Go during slow times. Shop late at night. But during working hours or other non-peak times is good too. Avoid right after 5 p.m., on paydays and near major holidays.
Know when the store stocks its fresh fruits and veggies.
Plan one big trip a month for bulk staples.
Avoid trips to the corner store. Or the gas station! These are some of the most expensive stores.
Try co-ops, such as Costco. You can often save a lot of money at these types of places for staples.
Consider shopping at two stores. There’s no store with a monopoly on savings. Each has savings on different items on different weeks. You might switch between two stores on alternate weeks.
Think deep freeze. If you really want to save, you’ll need a big freezer. Ask around — someone you know might have a relatively new model they don’t need anymore. You can use freezers to stock up on meat, frozen veggies, and similar staples, and to freeze big batches of pasta, casseroles, and other dinners you prepare ahead of time.
Use everything possible. Got a bunch of leftover ingredients (half an onion, a bit of tomato, some pasta, a few other veggies?) … combine them for a quick meal, so that these don’t go to waste before your next grocery trip. The more you can stretch the food, and the less you waste, the less you’ll spend in the long run.
Don’t waste leftovers. Have a list on your fridge of what leftovers are in there, so you don’t forget about them. Plan a leftover night or two, so you’re sure to eat them all. Pack them immediately for lunch, so they’re ready to take the next morning.
Don’t buy junk food (or buy as little as possible).
Rain check. If an item is on sale but the store has run out of stock, ask for a rain check.
Go when the kids are in school. When you bring kids, they will pester you and pester you until you buy some kind of junk food.
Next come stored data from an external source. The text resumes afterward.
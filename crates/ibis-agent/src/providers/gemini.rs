// ABOUTME: Google Gemini API adapter implementing the ModelRuntime trait.
// ABOUTME: Translates the conversation into generateContent calls and maps functionCall parts back.

use async_trait::async_trait;
use serde_json::{Value, json};

use ibis_core::{ChatMessage, Conversation, RunConfig, ToolCall};

use crate::runtime::{AgentError, ModelRuntime};

const DEFAULT_BASE_URL: &str = "https://generativelanguage.googleapis.com";
const DEFAULT_MODEL: &str = "gemini-2.0-flash";
const MAX_TOKENS: u32 = 4096;

/// Google Gemini runtime adapter. Calls the generateContent API with
/// function declarations and maps functionCall responses back to chat
/// messages.
pub struct GeminiRuntime {
    client: reqwest::Client,
    api_key: String,
    base_url: String,
    model: String,
    system_prompt: String,
    tools: Vec<Value>,
}

impl GeminiRuntime {
    /// Create a new GeminiRuntime reading configuration from environment variables.
    /// Required: `GEMINI_API_KEY`
    /// Optional: `GEMINI_BASE_URL` (defaults to https://generativelanguage.googleapis.com)
    /// Optional: `GEMINI_MODEL` (defaults to gemini-2.0-flash)
    pub fn from_env(
        model: Option<&str>,
        system_prompt: &str,
        tools: Vec<Value>,
    ) -> Result<Self, AgentError> {
        let api_key = std::env::var("GEMINI_API_KEY")
            .map_err(|_| AgentError::Provider("GEMINI_API_KEY not set".to_string()))?;

        let base_url =
            std::env::var("GEMINI_BASE_URL").unwrap_or_else(|_| DEFAULT_BASE_URL.to_string());

        let model = model
            .map(String::from)
            .or_else(|| std::env::var("GEMINI_MODEL").ok())
            .unwrap_or_else(|| DEFAULT_MODEL.to_string());

        Ok(Self::new(api_key, base_url, model, system_prompt, tools))
    }

    /// Create a new GeminiRuntime with explicit configuration.
    pub fn new(
        api_key: String,
        base_url: String,
        model: String,
        system_prompt: &str,
        tools: Vec<Value>,
    ) -> Self {
        Self {
            client: reqwest::Client::new(),
            api_key,
            base_url,
            model,
            system_prompt: system_prompt.to_string(),
            tools,
        }
    }

    /// Build the JSON request body for the generateContent API.
    pub fn build_request_body(&self, conversation: &Conversation) -> Value {
        let contents: Vec<Value> = conversation.messages().iter().map(message_to_content).collect();

        let mut body = json!({
            "system_instruction": {
                "parts": [{"text": self.system_prompt}]
            },
            "contents": contents,
            "generation_config": {
                "max_output_tokens": MAX_TOKENS,
                "temperature": 0
            }
        });

        if !self.tools.is_empty() {
            body["tools"] = json!([{"function_declarations": self.tools}]);
        }

        body
    }

    /// Parse a generateContent response into the next chat message.
    pub fn parse_response(response_body: &Value) -> Result<ChatMessage, AgentError> {
        let candidates = response_body
            .get("candidates")
            .and_then(|c| c.as_array())
            .ok_or_else(|| {
                AgentError::InvalidResponse("missing candidates array in response".to_string())
            })?;

        let candidate = candidates
            .first()
            .ok_or_else(|| AgentError::InvalidResponse("empty candidates array".to_string()))?;

        let parts = candidate
            .get("content")
            .and_then(|c| c.get("parts"))
            .and_then(|p| p.as_array());

        let Some(parts) = parts else {
            // A candidate with no parts and a normal stop is an empty reply.
            let finish_reason = candidate
                .get("finishReason")
                .and_then(|f| f.as_str())
                .unwrap_or("");
            if finish_reason == "STOP" {
                return Ok(ChatMessage::ai("", vec![]));
            }
            return Err(AgentError::InvalidResponse(
                "missing parts array in candidate content".to_string(),
            ));
        };

        let mut text_parts: Vec<&str> = Vec::new();
        let mut tool_calls: Vec<ToolCall> = Vec::new();

        for part in parts {
            if let Some(text) = part.get("text").and_then(|t| t.as_str()) {
                text_parts.push(text);
            }
            if let Some(function_call) = part.get("functionCall") {
                let name = function_call
                    .get("name")
                    .and_then(|n| n.as_str())
                    .ok_or_else(|| {
                        AgentError::InvalidResponse("functionCall missing name".to_string())
                    })?;
                let args = function_call.get("args").cloned().unwrap_or(json!({}));
                // Gemini assigns no call ids; generate one for the round trip.
                tool_calls.push(ToolCall::new(name, args));
            }
        }

        Ok(ChatMessage::ai(text_parts.join("\n"), tool_calls))
    }
}

/// Convert one chat message into a generateContent `contents` entry.
fn message_to_content(message: &ChatMessage) -> Value {
    match message {
        ChatMessage::Human { content } => json!({
            "role": "user",
            "parts": [{"text": content}]
        }),
        ChatMessage::Ai { content } => json!({
            "role": "model",
            "parts": [{"text": content}]
        }),
        ChatMessage::AiToolRequest {
            content,
            tool_calls,
        } => {
            let mut parts = Vec::new();
            if !content.is_empty() {
                parts.push(json!({"text": content}));
            }
            for call in tool_calls {
                parts.push(json!({
                    "functionCall": {
                        "name": call.name,
                        "args": call.arguments
                    }
                }));
            }
            json!({"role": "model", "parts": parts})
        }
        ChatMessage::Tool { content, name, .. } => json!({
            "role": "user",
            "parts": [{
                "functionResponse": {
                    "name": name,
                    "response": {"content": content}
                }
            }]
        }),
    }
}

#[async_trait]
impl ModelRuntime for GeminiRuntime {
    async fn invoke(
        &self,
        conversation: &Conversation,
        _config: &RunConfig,
    ) -> Result<ChatMessage, AgentError> {
        let body = self.build_request_body(conversation);
        let url = format!(
            "{}/v1beta/models/{}:generateContent",
            self.base_url, self.model
        );

        let response = self
            .client
            .post(&url)
            .query(&[("key", self.api_key.as_str())])
            .header("content-type", "application/json")
            .json(&body)
            .send()
            .await
            .map_err(|e| AgentError::Provider(format!("HTTP request failed: {e}")))?;

        let status = response.status();

        if status == reqwest::StatusCode::TOO_MANY_REQUESTS {
            return Err(AgentError::RateLimited);
        }

        if status == reqwest::StatusCode::UNAUTHORIZED
            || status == reqwest::StatusCode::FORBIDDEN
        {
            return Err(AgentError::Provider(
                "Unauthorized: check GEMINI_API_KEY".to_string(),
            ));
        }

        if status.is_server_error() {
            return Err(AgentError::Provider(format!("Server error: {status}")));
        }

        if !status.is_success() {
            let error_body = response.text().await.unwrap_or_default();
            return Err(AgentError::Provider(format!(
                "API error {status}: {error_body}"
            )));
        }

        let response_body: Value = response
            .json()
            .await
            .map_err(|e| AgentError::InvalidResponse(format!("failed to parse JSON: {e}")))?;

        Self::parse_response(&response_body)
    }

    fn provider_name(&self) -> &str {
        "gemini"
    }

    fn model_name(&self) -> &str {
        &self.model
    }
}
Go for whole foods. The processed kind is lacking in nutrition and will make you fat. Look for things in their least processed form — whole grain instead of white or wheat bread, fresh fruit instead of canned or juice, whole grain cereal or oatmeal instead of all other kinds of cereal.
Read labels. Look for trans-fat, hydrogenated oils, high amounts of sugar, saturated fat, lots of sodium, cholesterol, preservatives. Look instead for fibre, good fats, protein, vitamins, calcium.
Clean out your fridge.
Stick to your list. Avoid impulse buys.
Cut back on your restaurant eating. It’s never cheaper or more nutritious than eating at home. Plan your dinners and take your lunches to work.
Avoid frozen dinners.
Prepare your grocery list by aisle. If you regularly shop at the same stores, organize your list so that you can easily find and check off items as you walk down the aisle.
Get cloth grocery bags. You’ll save tons of plastic over time, and help the environment tremendously.
Pack healthy snacks for the kids. Whole wheat crackers, popcorn, cut-up fruit and raisins.